Phonearl
Good start, but then it gets ruined
Neive Bellamy
Excellent and certainly provocative... If nothing else, the film is a real conversation starter.
Calum Hutton
It's a good bad... and worth a popcorn matinée. While it's easy to lament what could have been...
Phillipa
Strong acting helps the film overcome an uncertain premise and create characters that hold our attention absolutely.
jonathan-harris17
A film with an intriguing first half hour and set-up, a 70s-style spy thriller with mysterious shadow figures, typewriters and cassette recordings, that loses its way as it dives down into an incomprehensible labyrinthine political head-scratcher.The muted, stripped down palette and sets and the very intentional non-digital central setup of an accountant transcribing cassette taps does remind of past films like The Conversation.As it moves on however the initial setup does largely seem like a gimmick to have a base to move off from.The main reason to keep watching for me is the always-engaging Cluzet.

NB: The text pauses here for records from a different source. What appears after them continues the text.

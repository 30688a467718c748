//! Tree structure rendering for object file visualization

use console::Style;

/// Represents a node in a tree structure
#[derive(Debug, Clone)]
pub struct TreeNode {
    pub name: String,
    pub node_type: NodeType,
    pub size: Option<u64>,
    pub children: Vec<TreeNode>,
    pub metadata: Vec<(String, String)>,
}

/// Types of nodes in the tree
#[derive(Debug, Clone, PartialEq, Eq)]
pub enum NodeType {
    File,
    Object,
    Section,
    Joint,
    Keyframe,
}

/// Options for tree rendering
#[derive(Debug, Clone)]
pub struct TreeOptions {
    pub max_depth: Option<usize>,
    pub no_color: bool,
    pub show_metadata: bool,
    pub compact: bool,
}

impl Default for TreeOptions {
    fn default() -> Self {
        Self {
            max_depth: None,
            no_color: false,
            show_metadata: true,
            compact: false,
        }
    }
}

impl TreeNode {
    /// Create a new tree node
    pub fn new(name: impl Into<String>, node_type: NodeType) -> Self {
        Self {
            name: name.into(),
            node_type,
            size: None,
            children: Vec::new(),
            metadata: Vec::new(),
        }
    }

    /// Add a child node
    pub fn add_child(mut self, child: TreeNode) -> Self {
        self.children.push(child);
        self
    }

    /// Set the size of this node
    pub fn with_size(mut self, size: u64) -> Self {
        self.size = Some(size);
        self
    }

    /// Add metadata, kept in insertion order
    pub fn with_metadata(mut self, key: &str, value: impl ToString) -> Self {
        self.metadata.push((key.to_string(), value.to_string()));
        self
    }
}

impl NodeType {
    /// Get icon for node type
    pub fn icon(&self) -> &'static str {
        match self {
            NodeType::File => "📁",
            NodeType::Object => "🦴",
            NodeType::Section => "📋",
            NodeType::Joint => "•",
            NodeType::Keyframe => "⏱",
        }
    }

    /// Get color style for node type
    pub fn style(&self, no_color: bool) -> Style {
        if no_color {
            Style::new()
        } else {
            match self {
                NodeType::File => Style::new().bold().cyan(),
                NodeType::Object => Style::new().bold().green(),
                NodeType::Section => Style::new().bold().yellow(),
                NodeType::Joint => Style::new().blue(),
                NodeType::Keyframe => Style::new().magenta(),
            }
        }
    }
}

/// Render a tree structure to string
pub fn render_tree(root: &TreeNode, options: &TreeOptions) -> String {
    let mut output = String::new();
    render_node(root, &mut output, "", true, 0, options);
    output
}

/// Render a single node and its children
fn render_node(
    node: &TreeNode,
    output: &mut String,
    prefix: &str,
    is_last: bool,
    depth: usize,
    options: &TreeOptions,
) {
    if let Some(max_depth) = options.max_depth
        && depth > max_depth
    {
        return;
    }

    let icon = node.node_type.icon();
    let style = node.node_type.style(options.no_color);
    let connector = if depth == 0 {
        ""
    } else if is_last {
        "└── "
    } else {
        "├── "
    };

    let mut line = format!(
        "{}{}{} {}",
        prefix,
        connector,
        icon,
        style.apply_to(&node.name)
    );

    if let Some(size) = node.size {
        line.push_str(&format!(" ({size} bytes)"));
    }

    if options.show_metadata && options.compact && !node.metadata.is_empty() {
        let meta_parts: Vec<String> = node
            .metadata
            .iter()
            .map(|(key, value)| format!("{key}:{value}"))
            .collect();
        line.push_str(&format!(" [{}]", meta_parts.join(", ")));
    }

    output.push_str(&line);
    output.push('\n');

    let child_prefix = if depth == 0 {
        ""
    } else if is_last {
        "    "
    } else {
        "│   "
    };

    if options.show_metadata && !options.compact {
        let meta_prefix = format!("{prefix}{child_prefix}    ");
        let meta_style = if options.no_color {
            Style::new()
        } else {
            Style::new().dim()
        };
        for (key, value) in &node.metadata {
            output.push_str(&format!(
                "{}{}: {}\n",
                meta_prefix,
                meta_style.apply_to(key),
                value
            ));
        }
    }

    if !node.children.is_empty() {
        let new_prefix = if depth == 0 {
            String::new()
        } else {
            format!("{prefix}{child_prefix}")
        };

        for (i, child) in node.children.iter().enumerate() {
            let is_last_child = i == node.children.len() - 1;
            render_node(
                child,
                output,
                &new_prefix,
                is_last_child,
                depth + 1,
                options,
            );
        }
    }
}
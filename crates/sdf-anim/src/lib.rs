//! Skeletal animation core for signed-distance-field deformation
//!
//! The crate covers the whole path from authoring to playback:
//!
//! - [`skeleton`]: editable joint trees, flattened skeletons and bind poses
//! - [`animation`]: keyframe authoring, baked animations, players and poses
//! - [`AnimationObjectFactory`]: a staged authoring session built on both
//! - [`AnimationObject`]: what a renderer consumes every frame
//! - [`serializer`]: the binary object file format
//!
//! # Example
//!
//! ```rust
//! use sdf_anim::animation::{AnimationPlayer, BuildingAnimation};
//! use sdf_anim::skeleton::BuildingSkeleton;
//! use sdf_anim::AnimationObject;
//!
//! let mut building = BuildingSkeleton::new();
//! let root = building.root();
//! building.add_child(root)?;
//! let (skeleton, bind_pose) = building.build_skeleton_and_bind_pose();
//!
//! let mut animation = BuildingAnimation::from_skeleton(&skeleton);
//! animation.add_keyframe(0.5)?;
//!
//! let mut object = AnimationObject::new(
//!     bind_pose,
//!     animation.build_animation()?,
//!     AnimationPlayer::new(),
//! )?;
//! object.start(2.0, true)?;
//! let pose = object.update(1.0 / 60.0)?;
//! assert_eq!(pose.deformation_matrices().len(), 2);
//! # Ok::<(), sdf_anim::AnimError>(())
//! ```

pub mod animation;
pub mod binary;
pub mod error;
pub mod factory;
pub mod object;
pub mod serializer;
pub mod skeleton;
pub mod transform;
pub mod weight_volume;

pub use animation::{Animation, AnimationPlayer, AnimationPose, BuildingAnimation};
pub use error::{AnimError, Result};
pub use factory::{
    AnimationBuilder, AnimationObjectFactory, FactoryOptions, FactoryStage, SkeletonBuilder,
};
pub use object::AnimationObject;
pub use serializer::{load_animation_objects, save_animation_objects, try_load_animation_objects};
pub use skeleton::{BindPose, BuildingSkeleton, Skeleton};
pub use transform::{EditTransform, Lerp, Transform};
pub use weight_volume::WeightVolume;

/// Library version
pub const VERSION: &str = env!("CARGO_PKG_VERSION");
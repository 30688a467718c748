//! Inverse bind matrices and world weight volumes

use glam::Mat4;

use crate::weight_volume::WeightVolume;

/// Reference pose captured when skeleton authoring is completed
///
/// Both arrays are indexed by canonical joint index and sized once, at
/// construction.
#[derive(Debug, Clone, PartialEq)]
pub struct BindPose {
    inverse_world_matrices: Vec<Mat4>,
    world_weight_volumes: Vec<WeightVolume>,
}

impl BindPose {
    pub fn new(joint_count: usize) -> Self {
        Self {
            inverse_world_matrices: vec![Mat4::IDENTITY; joint_count],
            world_weight_volumes: vec![WeightVolume::default(); joint_count],
        }
    }

    pub(crate) fn from_parts(
        inverse_world_matrices: Vec<Mat4>,
        world_weight_volumes: Vec<WeightVolume>,
    ) -> Self {
        debug_assert_eq!(inverse_world_matrices.len(), world_weight_volumes.len());
        Self {
            inverse_world_matrices,
            world_weight_volumes,
        }
    }

    pub fn joint_count(&self) -> usize {
        self.inverse_world_matrices.len()
    }

    pub fn inverse_world_matrices(&self) -> &[Mat4] {
        &self.inverse_world_matrices
    }

    pub fn world_weight_volumes(&self) -> &[WeightVolume] {
        &self.world_weight_volumes
    }

    pub(crate) fn set_joint(&mut self, index: usize, world: &Mat4, local_volume: &WeightVolume) {
        self.inverse_world_matrices[index] = world.inverse();
        self.world_weight_volumes[index] = local_volume.transformed(world);
    }
}
//! Joint transforms and the interpolation primitives shared by the
//! authoring and playback paths

use glam::{EulerRot, Mat4, Quat, Vec3};
use std::ops::Mul;

#[cfg(feature = "serde")]
use serde::Serialize;

/// Values that can be blended between two keyframes
pub trait Lerp: Clone {
    /// Interpolate from `self` (t = 0) to `other` (t = 1)
    fn lerp(&self, other: &Self, t: f32) -> Self;
}

impl Lerp for f32 {
    fn lerp(&self, other: &Self, t: f32) -> Self {
        self + (other - self) * t
    }
}

impl Lerp for Vec3 {
    fn lerp(&self, other: &Self, t: f32) -> Self {
        Self::lerp(*self, *other, t)
    }
}

impl Lerp for Quat {
    fn lerp(&self, other: &Self, t: f32) -> Self {
        self.slerp(*other, t)
    }
}

/// Affine joint transform with a uniform scale
///
/// `matrix()` applies scale first, then rotation, then translation.
#[derive(Debug, Clone, Copy, PartialEq)]
#[cfg_attr(feature = "serde", derive(Serialize))]
pub struct Transform {
    pub position: Vec3,
    pub rotation: Quat,
    pub scale: f32,
}

impl Transform {
    /// Transform that leaves every point in place
    pub const IDENTITY: Self = Self {
        position: Vec3::ZERO,
        rotation: Quat::IDENTITY,
        scale: 1.0,
    };

    pub const fn new(position: Vec3, rotation: Quat, scale: f32) -> Self {
        Self {
            position,
            rotation,
            scale,
        }
    }

    /// Build a transform from Euler angles in radians
    ///
    /// The vector is rotated about X first, then Y, then Z.
    pub fn from_euler(position: Vec3, euler_angles: Vec3, scale: f32) -> Self {
        Self::new(position, euler_to_quat(euler_angles), scale)
    }

    /// Pure translation
    pub fn from_translation(position: Vec3) -> Self {
        Self {
            position,
            ..Self::IDENTITY
        }
    }

    /// 4x4 matrix of this transform
    pub fn matrix(&self) -> Mat4 {
        Mat4::from_scale_rotation_translation(Vec3::splat(self.scale), self.rotation, self.position)
    }

    /// Express `child`, given in this transform's space, in the parent space
    pub fn multiply(&self, child: &Self) -> Self {
        Self {
            position: self.position + self.rotation * (self.scale * child.position),
            rotation: self.rotation * child.rotation,
            scale: self.scale * child.scale,
        }
    }
}

impl Default for Transform {
    fn default() -> Self {
        Self::IDENTITY
    }
}

impl Lerp for Transform {
    fn lerp(&self, other: &Self, t: f32) -> Self {
        Self {
            position: Lerp::lerp(&self.position, &other.position, t),
            rotation: Lerp::lerp(&self.rotation, &other.rotation, t),
            scale: Lerp::lerp(&self.scale, &other.scale, t),
        }
    }
}

impl Mul for Transform {
    type Output = Self;

    fn mul(self, child: Self) -> Self {
        self.multiply(&child)
    }
}

/// Transform as an editor enters it: Euler angles instead of a quaternion
#[derive(Debug, Clone, Copy, PartialEq)]
#[cfg_attr(feature = "serde", derive(Serialize))]
pub struct EditTransform {
    pub position: Vec3,
    /// Radians, applied X then Y then Z
    pub euler_angles: Vec3,
    pub scale: f32,
}

impl EditTransform {
    pub const fn new(position: Vec3, euler_angles: Vec3, scale: f32) -> Self {
        Self {
            position,
            euler_angles,
            scale,
        }
    }

    pub fn to_transform(&self) -> Transform {
        Transform::from_euler(self.position, self.euler_angles, self.scale)
    }
}

impl Default for EditTransform {
    fn default() -> Self {
        Self::new(Vec3::ZERO, Vec3::ZERO, 1.0)
    }
}

pub(crate) fn euler_to_quat(euler_angles: Vec3) -> Quat {
    Quat::from_euler(EulerRot::ZYX, euler_angles.z, euler_angles.y, euler_angles.x)
}

pub(crate) fn quat_to_euler(rotation: Quat) -> Vec3 {
    let (z, y, x) = rotation.to_euler(EulerRot::ZYX);
    Vec3::new(x, y, z)
}
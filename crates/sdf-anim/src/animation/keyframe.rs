//! Finalized keyframes and pose evaluation

use log::warn;

use super::pose::{AnimationPose, interval_alpha};
use crate::error::{AnimError, Result};
use crate::skeleton::BindPose;
use crate::transform::Transform;

#[cfg(feature = "serde")]
use serde::Serialize;

/// Finalized keyframe: world transforms of every joint, canonical order
#[derive(Debug, Clone, PartialEq)]
#[cfg_attr(feature = "serde", derive(Serialize))]
pub struct Keyframe {
    pub timestamp: f32,
    transforms: Box<[Transform]>,
}

impl Keyframe {
    pub fn new(timestamp: f32, transforms: Vec<Transform>) -> Self {
        Self {
            timestamp,
            transforms: transforms.into_boxed_slice(),
        }
    }

    pub fn transforms(&self) -> &[Transform] {
        &self.transforms
    }

    pub fn joint_count(&self) -> usize {
        self.transforms.len()
    }
}

/// Immutable keyframe sequence sorted by timestamp
#[derive(Debug, Clone, PartialEq)]
#[cfg_attr(feature = "serde", derive(Serialize))]
pub struct Animation {
    joint_count: usize,
    keyframes: Vec<Keyframe>,
}

impl Animation {
    /// Assemble an animation, checking that every keyframe covers
    /// `joint_count` joints, that timestamps are finite and never decrease,
    /// and that the sequence runs from exactly 0 to exactly 1
    pub fn from_keyframes(joint_count: usize, keyframes: Vec<Keyframe>) -> Result<Self> {
        if keyframes.len() < 2 {
            return Err(AnimError::NotEnoughKeyframes(keyframes.len()));
        }
        if let Some(keyframe) = keyframes.iter().find(|k| k.joint_count() != joint_count) {
            return Err(AnimError::JointCountMismatch {
                expected: joint_count,
                actual: keyframe.joint_count(),
            });
        }
        if let Some(keyframe) = keyframes.iter().find(|k| !k.timestamp.is_finite()) {
            warn!("Rejecting animation with timestamp {}", keyframe.timestamp);
            return Err(AnimError::InvalidTimestamp(keyframe.timestamp));
        }
        if keyframes.windows(2).any(|w| w[1].timestamp < w[0].timestamp) {
            warn!("Rejecting animation with unsorted keyframe timestamps");
            return Err(AnimError::UnsortedKeyframes);
        }
        let first = keyframes[0].timestamp;
        let last = keyframes[keyframes.len() - 1].timestamp;
        if first != 0.0 || last != 1.0 {
            warn!("Rejecting animation spanning {first}..{last} instead of 0..1");
            return Err(AnimError::MissingBorderKeyframes);
        }
        Ok(Self {
            joint_count,
            keyframes,
        })
    }

    pub fn joint_count(&self) -> usize {
        self.joint_count
    }

    pub fn keyframes(&self) -> &[Keyframe] {
        &self.keyframes
    }

    pub fn keyframe_count(&self) -> usize {
        self.keyframes.len()
    }

    pub fn keyframe(&self, index: usize) -> Result<&Keyframe> {
        self.keyframes
            .get(index)
            .ok_or(AnimError::KeyframeIndexOutOfRange {
                index,
                count: self.keyframes.len(),
            })
    }

    /// Index of the left keyframe of the interval that contains `time`
    ///
    /// Always in `[0, keyframe_count - 2]`; times past the last keyframe map
    /// to the final interval.
    pub fn find_interval(&self, time: f32) -> Result<usize> {
        let count = self.keyframes.len();
        if count < 2 {
            return Err(AnimError::NotEnoughKeyframes(count));
        }
        // Largest index whose timestamp is <= time
        let left = self
            .keyframes
            .partition_point(|keyframe| keyframe.timestamp <= time)
            .saturating_sub(1);
        Ok(left.min(count - 2))
    }

    /// Write the deformation matrices for normalized `time` into `pose`
    pub fn set_animation_pose(
        &self,
        pose: &mut AnimationPose,
        time: f32,
        bind_pose: &BindPose,
    ) -> Result<()> {
        let left = self.find_interval(time)?;
        self.write_interval(pose, left, time, bind_pose)
    }

    /// Write the pose for `time` using the interval starting at `left`
    pub(crate) fn write_interval(
        &self,
        pose: &mut AnimationPose,
        left: usize,
        time: f32,
        bind_pose: &BindPose,
    ) -> Result<()> {
        let right = self.keyframe(left + 1)?;
        let left = self.keyframe(left)?;
        let alpha = interval_alpha(time, left.timestamp, right.timestamp);
        pose.write_blended(left.transforms(), right.transforms(), alpha, bind_pose)
    }
}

Often called upon to play the 'everyman' in his films (e.g. Tell No One), here he plays Duval very downtrodden - unhappy with his working life, attending AA meetings and living a seemingly very solitary, structured life.
And yet when he's embroiled into criminality, he's always believable. He struggles, a fish out of water, usually to be beaten back and really gave me my only reason to keep watching: I wanted to see what would happen to Duval.A pity given the main parlour games between shadow operatives seeking for 'the notebooks' had lost my interest well before the 87mins were done but there's also nothing especially off-putting going on either.
Andres-Camara
You are watching this movie and you are thinking that it never starts. It lengthens, lengthens and nothing happens. Always the same and nothing new. Later you think, do I have many characters? And I think so. Many of them do not know who they are or what they paint in the film. But it is also that he begins at the end of the film you understand that it is not necessary, he does not tell anything interesting for the film. He is trying to make a character profile, but he does not contribute anything to the story. Above the end is like that could never happen.I can not say that the actors are well, because I see them so inert that for a long time I do not know what they want to tell me. But I think that the director does not know it.The photography and the technical part are very good, it does not look French. It is more American. The problem is that it is just a good container, something that does not say anything.The management, counting that he does not know how much film is left over. That the actors are lost, if not left over. That makes plans that do not say anything although aesthetically they are very publicity. He does not know where he is going.If you do not want to think you've lost a lot of time, do not see it.
Tom Dooley
Scribe or ' La mécanique de l'ombre' is a Film starring Francois Cluzet ('Untouchable') as an accountant who loses his job after a bit of a meltdown. He takes two years to get his life back on track and then receives a telephone call one night offering him a job.Well he hardly has anything better to do so he accepts despite there being some very strict rules – but all he has to do really is type out transcripts of telephone conversations. What at first seems like an easy gig soon takes on a much darker hue when he realises what is being revealed in the tapped phone calls.Now this is really well made and the acting is superb. The plot is original up to a point and the direction and cinematography are professional and I really liked it as a film. However, it suffers from the thriller disease in that it has to have a few twists and a climactic end etc. I sort of spotted them all - except one and so for me it did tread a path that appeared a tad well worn. Despite that it is still a film with much to applaud hence my rating.
GUENOT PHILIPPE
This is a combination of Francis Ford Coppola's THE CONVERSATION, starring Gene Hackman, and the Alan Pakula's atmosphere, for instance PARALLAX VIEW, with a sort of Kafka like complicated story, where a simple dude, played by François Cluzet - the French Dustin Hoffman -, a simple office clerk, despaired and alcoholic, loses his job before being hired by a mysterious organization for listening recorded tapes, of conversations...In that purpose, our lead sits all day in an empty office, empty room. But everything will get awry for our lead will also have to deal with the DGSI - the French Intelligence Service, the equivalent of the US Homeland or British MI 5. Very impressive piece of work, but unfortunately spoiled by a wasted ending, a Hollywood like ending. So shame, for this reason I will never see it again.